The darker the colour, the higher the nutrient concentration. (A) In the hypothetical
scenario in which nutrients are homogeneously distributed in the water column, K-strategists
are capable of using the nutrients, and there is no opportunity for the opportunistic
pathogen to reach a high population density. (B) In reality, nutrients are not homogeneously
distributed but rather present as hot spots with locally high nutrient concentrations.
The nonmotile K-strategists remain randomly distributed and are not able to adequately
exploit the nutrient source. Chemotactic motility enables the opportunistic pathogen
to localise and exploit the hot spot, and as a consequence, its population density
increases considerably. (C) If the original microbial community of the matured water
also contains r-strategists, then these r-strategists can compete with opportunistic
pathogens for the resources present in the hot spots. As a consequence, the opportunistic
pathogen is not able to reach a density as high as in panel B. (D) If feed particles
are used that disintegrate rapidly, then the time window during which the hot spot
exists is limited and nutrients quickly diffuse into the bulk, thereby avoiding (locally)
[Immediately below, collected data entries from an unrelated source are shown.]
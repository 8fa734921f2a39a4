//! Error types for Tunesync core operations.

use std::path::PathBuf;
use thiserror::Error;

/// Result type alias using the crate's Error type.
pub type Result<T> = std::result::Result<T, Error>;

/// Errors that can occur in Tunesync core operations.
#[derive(Debug, Error)]
pub enum Error {
    /// A download task failed. These errors are retained in the failed
    /// ledger and surfaced for user-triggered retry.
    #[error(transparent)]
    Download(#[from] DownloadError),

    /// The remote catalog returned an unusable response.
    #[error("Catalog error: {0}")]
    Catalog(String),

    /// File system operation failed.
    #[error("File system error at {}: {message}", path.display())]
    FileSystem {
        /// Path where the error occurred.
        path: PathBuf,
        /// Error message.
        message: String,
    },

    /// Writing audio metadata to a finalized file failed.
    #[error("Metadata error at {}: {reason}", path.display())]
    Metadata {
        /// File the tags were written to.
        path: PathBuf,
        /// Error message.
        reason: String,
    },

    /// Configuration error.
    #[error("Configuration error: {0}")]
    Configuration(String),

    /// HTTP transport error.
    #[error("HTTP error: {0}")]
    Http(#[from] reqwest::Error),

    /// IO error wrapper.
    #[error("IO error: {0}")]
    Io(#[from] std::io::Error),

    /// Serialization error.
    #[error("Serialization error: {0}")]
    Serialization(#[from] serde_json::Error),
}

/// Failure taxonomy for download tasks.
///
/// Each variant maps to one way a task attempt can end up in the failed
/// ledger. Cancellation is deliberately absent: a cancelled task is not a
/// failure and leaves no ledger entry.
#[derive(Debug, Clone, PartialEq, Eq, Error)]
pub enum DownloadError {
    /// Remote media metadata could not be obtained after all attempts.
    #[error("failed to resolve media for {item_id} after {attempts} attempts: {reason}")]
    Resolution {
        /// Item whose metadata resolution failed.
        item_id: String,
        /// Number of attempts made.
        attempts: u32,
        /// Last resolution error.
        reason: String,
    },

    /// The resolved content is a live stream and cannot be downloaded.
    #[error("{item_id} is a live stream and cannot be downloaded")]
    LiveStream {
        /// Item identified as a live stream.
        item_id: String,
    },

    /// I/O failure mid-transfer.
    #[error("network failure during transfer: {reason}")]
    Network {
        /// Underlying transfer error.
        reason: String,
    },

    /// Renaming the temporary file to its final name failed. This leaves the
    /// file system in an inconsistent state and requires a manual retry.
    #[error("failed to finalize download: cannot rename {} to {}: {reason}", from.display(), to.display())]
    Rename {
        /// Temporary file path.
        from: PathBuf,
        /// Final media file path.
        to: PathBuf,
        /// Rename error message.
        reason: String,
    },

    /// Registering the completed item with the media library failed.
    #[error("failed to register {item_id} in the media library: {reason}")]
    Registration {
        /// Item that could not be registered.
        item_id: String,
        /// Registration error message.
        reason: String,
    },
}
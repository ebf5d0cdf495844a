use std::sync::Arc;

use async_trait::async_trait;
use serde::{Deserialize, Serialize};
use thiserror::Error;

use crate::connections::ConnectionPayload;
use crate::dashboard::{Widget, WidgetPlacement, WidgetSuggestion, WidgetSuggestionRequest};
use crate::history::{BulkDeleteOutcome, HistoryRecord};
use crate::query_builder::{
    GeneratedSql, QueryResult, SaveQueryRequest, SavedQuery, SqlExecutionRequest,
    SqlGenerationRequest,
};
use crate::reports::{Batch, DiscoveryRequest, KeyOption, ReportTemplate, RunReceipt, RunRequest};
use crate::schema::SchemaCatalog;

/// Failure of a remote call, carrying the human-readable message to show.
#[derive(Debug, Clone, PartialEq, Eq, Error)]
#[error("{message}")]
pub struct ApiError {
    message: String,
    status: Option<u16>,
}

impl ApiError {
    #[must_use]
    pub fn new(message: impl Into<String>) -> Self {
        Self {
            message: message.into(),
            status: None,
        }
    }

    #[must_use]
    pub fn with_status(status: u16, message: impl Into<String>) -> Self {
        Self {
            message: message.into(),
            status: Some(status),
        }
    }

    #[must_use]
    pub fn message(&self) -> &str {
        &self.message
    }

    #[must_use]
    pub fn status(&self) -> Option<u16> {
        self.status
    }
}

#[derive(Debug, Clone, PartialEq, Eq, Serialize, Deserialize)]
pub struct ConnectionTestOutcome {
    pub ok: bool,
    #[serde(default)]
    pub latency_ms: Option<u64>,
    /// Present when the backend already knows this connection.
    #[serde(default)]
    pub backend_connection_id: Option<String>,
    #[serde(default)]
    pub message: Option<String>,
}

#[derive(Debug, Clone, PartialEq, Eq, Serialize, Deserialize)]
pub struct SavedConnection {
    pub backend_connection_id: String,
}

/// Everything the client asks of the backend.
#[async_trait]
pub trait ReportingApi: Send + Sync {
    async fn test_connection(
        &self,
        payload: &ConnectionPayload,
    ) -> Result<ConnectionTestOutcome, ApiError>;
    /// Creates when `remote_id` is `None`, updates otherwise.
    async fn save_connection(
        &self,
        payload: &ConnectionPayload,
        remote_id: Option<&str>,
    ) -> Result<SavedConnection, ApiError>;
    async fn delete_connection(&self, remote_id: &str) -> Result<(), ApiError>;
    async fn healthcheck(&self, remote_id: &str) -> Result<ConnectionTestOutcome, ApiError>;
    async fn fetch_schema(&self, remote_id: &str) -> Result<SchemaCatalog, ApiError>;

    async fn list_templates(&self) -> Result<Vec<ReportTemplate>, ApiError>;
    async fn delete_template(&self, template_id: &str) -> Result<(), ApiError>;
    async fn fetch_key_options(&self, template_id: &str) -> Result<Vec<KeyOption>, ApiError>;
    async fn discover_batches(&self, request: &DiscoveryRequest) -> Result<Vec<Batch>, ApiError>;
    async fn run_report(&self, request: &RunRequest) -> Result<RunReceipt, ApiError>;
    async fn job_status(&self, job_id: &str) -> Result<RunReceipt, ApiError>;

    async fn list_history(&self) -> Result<Vec<HistoryRecord>, ApiError>;
    async fn delete_history(&self, ids: &[String]) -> Result<BulkDeleteOutcome, ApiError>;

    async fn generate_sql(&self, request: &SqlGenerationRequest)
        -> Result<GeneratedSql, ApiError>;
    async fn execute_sql(&self, request: &SqlExecutionRequest) -> Result<QueryResult, ApiError>;
    async fn save_query(&self, request: &SaveQueryRequest) -> Result<SavedQuery, ApiError>;

    async fn suggest_widgets(
        &self,
        request: &WidgetSuggestionRequest,
    ) -> Result<Vec<WidgetSuggestion>, ApiError>;
    async fn layout_widgets(&self, widgets: &[Widget]) -> Result<Vec<WidgetPlacement>, ApiError>;

    /// Cheap reachability probe used by the periodic health poll.
    async fn probe(&self) -> Result<(), ApiError>;
}

pub type SharedApi = Arc<dyn ReportingApi>;
use std::sync::{Arc, Mutex};
use std::time::Duration;

use chrono::Utc;
use thiserror::Error;

use crate::api::{ApiError, ConnectionTestOutcome, SharedApi};
use crate::connections::{ConnectionDraft, ConnectionRecord, ConnectionStatus, DbType, SaveGate};
use crate::credentials::SharedVault;
use crate::debounce::Debouncer;
use crate::fencing::KeyedFence;
use crate::identity::{ApiMode, ConnectionIdentity, IdentityError, LocalId, RemoteId};
use crate::notices::Notifier;
use crate::schema::{SchemaCatalog, SchemaError, SchemaLoader};
use crate::store::{lock, SharedStore, StoreAction};
use crate::validation::{
    is_duplicate_name, validate_draft, Field, FieldError, FieldErrorKind, ValidationReport,
};

#[derive(Debug, Error)]
pub enum ConnectionManagerError {
    #[error("unknown connection `{0}`")]
    UnknownConnection(LocalId),
    #[error("{} field(s) need attention", .0.len())]
    Invalid(ValidationReport),
    #[error("test the current settings successfully before saving")]
    NotTested,
    #[error(transparent)]
    Identity(#[from] IdentityError),
    #[error("backend request failed: {0}")]
    Api(#[from] ApiError),
    #[error(transparent)]
    Schema(#[from] SchemaError),
}

/// Read-only picture of the connection form for rendering.
#[derive(Debug, Clone, PartialEq, Eq)]
pub struct FormView {
    pub draft: ConnectionDraft,
    pub editing: Option<LocalId>,
    pub errors: Vec<FieldError>,
    pub focus: Option<Field>,
    pub status: ConnectionStatus,
    pub latency_ms: Option<u64>,
    pub can_save: bool,
    pub testing: bool,
    pub saving: bool,
}

#[derive(Debug)]
struct FormState {
    draft: ConnectionDraft,
    editing: Option<LocalId>,
    /// Saved name of the record being edited.
    original_name: Option<String>,
    duplicate: bool,
    report: ValidationReport,
    focus: Option<Field>,
    gate: SaveGate,
    latency_ms: Option<u64>,
    /// Backend id reported by a test before the record was ever saved.
    learned_remote: Option<RemoteId>,
    testing: bool,
    saving: bool,
    name_check: Debouncer,
}

impl FormState {
    fn new(name_debounce: Duration) -> Self {
        Self {
            draft: ConnectionDraft::default(),
            editing: None,
            original_name: None,
            duplicate: false,
            report: ValidationReport::default(),
            focus: None,
            gate: SaveGate::default(),
            latency_ms: None,
            learned_remote: None,
            testing: false,
            saving: false,
            name_check: Debouncer::new(name_debounce),
        }
    }

    fn load(&mut self, draft: ConnectionDraft, editing: Option<LocalId>) {
        self.name_check.cancel();
        self.original_name = editing.as_ref().map(|_| draft.name.clone());
        self.draft = draft;
        self.editing = editing;
        self.duplicate = false;
        self.focus = None;
        self.gate.reset();
        self.latency_ms = None;
        self.learned_remote = None;
        self.revalidate();
    }

    fn revalidate(&mut self) {
        self.report = validate_draft(&self.draft).err().unwrap_or_default();
        if self.duplicate {
            self.report.insert(Field::Name, FieldErrorKind::Duplicate);
        }
    }

    /// Full report for a submit attempt; moves focus to the first bad field.
    fn check_submit(&mut self) -> Result<(), ValidationReport> {
        self.revalidate();
        if self.report.is_valid() {
            self.focus = None;
            Ok(())
        } else {
            self.focus = self.report.first_invalid();
            Err(self.report.clone())
        }
    }
}
use repdash_core::api::{ApiError, ConnectionTestOutcome, ReportingApi, SavedConnection};
use repdash_core::connections::ConnectionPayload;
use repdash_core::dashboard::{
    GridRect, Widget, WidgetKind, WidgetPlacement, WidgetSuggestion, WidgetSuggestionRequest,
    GRID_COLUMNS,
};
use repdash_core::history::{BulkDeleteOutcome, HistoryRecord, HistoryStatus};
use repdash_core::query_builder::{
    GeneratedSql, QueryResult, SaveQueryRequest, SavedQuery, SqlExecutionRequest,
    SqlGenerationRequest,
};
use repdash_core::reports::{
    ArtifactUrls, Batch, DiscoveryRequest, JobStatus, KeyOption, ReportTemplate, RunReceipt,
    RunRequest,
};
use repdash_core::schema::{ColumnSchema, SchemaCatalog, TableSchema};

/// Host name the mock treats as unreachable in connection tests.
pub const UNREACHABLE_HOST: &str = "unreachable.invalid";

const SIMULATED_LATENCY_MS: u64 = 12;

#[derive(Debug, Default)]
struct MockState {
    connections: BTreeMap<String, ConnectionPayload>,
    templates: Vec<ReportTemplate>,
    history: Vec<HistoryRecord>,
    saved_queries: Vec<SavedQuery>,
    undeletable_history: HashSet<String>,
    /// Status polls a new run stays `running` for.
    render_polls: u32,
    rendering: HashMap<String, u32>,
    offline: bool,
    next_id: u64,
}

impl MockState {
    fn next_id(&mut self, prefix: &str) -> String {
        self.next_id += 1;
        format!("{prefix}-{}", self.next_id)
    }
}

#[derive(Debug, Default)]
pub struct MockReportingApi {
    state: Mutex<MockState>,
    latency: Duration,
}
high levels of dissolved nutrients. As a consequence, K-strategists will be capable
of utilising a significant fraction of the nutrients, and the opportunistic pathogen
is not able to reach a density as high as in panel B.
Although ecological niche differentiation in marine bacteria includes a risk for invasion
of aquaculture systems by opportunistic pathogens, further research is needed in order
to fully appreciate the magnitude of this risk and to develop novel microbial management
strategies to limit the risk of invasion by opportunistic pathogens in an aquaculture
system. Such a strategy could consist of including nonpathogenic r-strategists in
the matured water (Fig 1C). Indeed, in this way, the rearing water would also contain
bacteria that are able to occupy the ecological niche that is prone to invasion by
opportunistic pathogens. It is clear that in this case, r-strategists should be carefully
selected—e.g., taking into account the fact that within the Vibrionaceae, ecological
population boundaries can be at a low phylogenetic level (e.g., several ecologically
distinct populations could be distinguished within the species V. splendidus [21]).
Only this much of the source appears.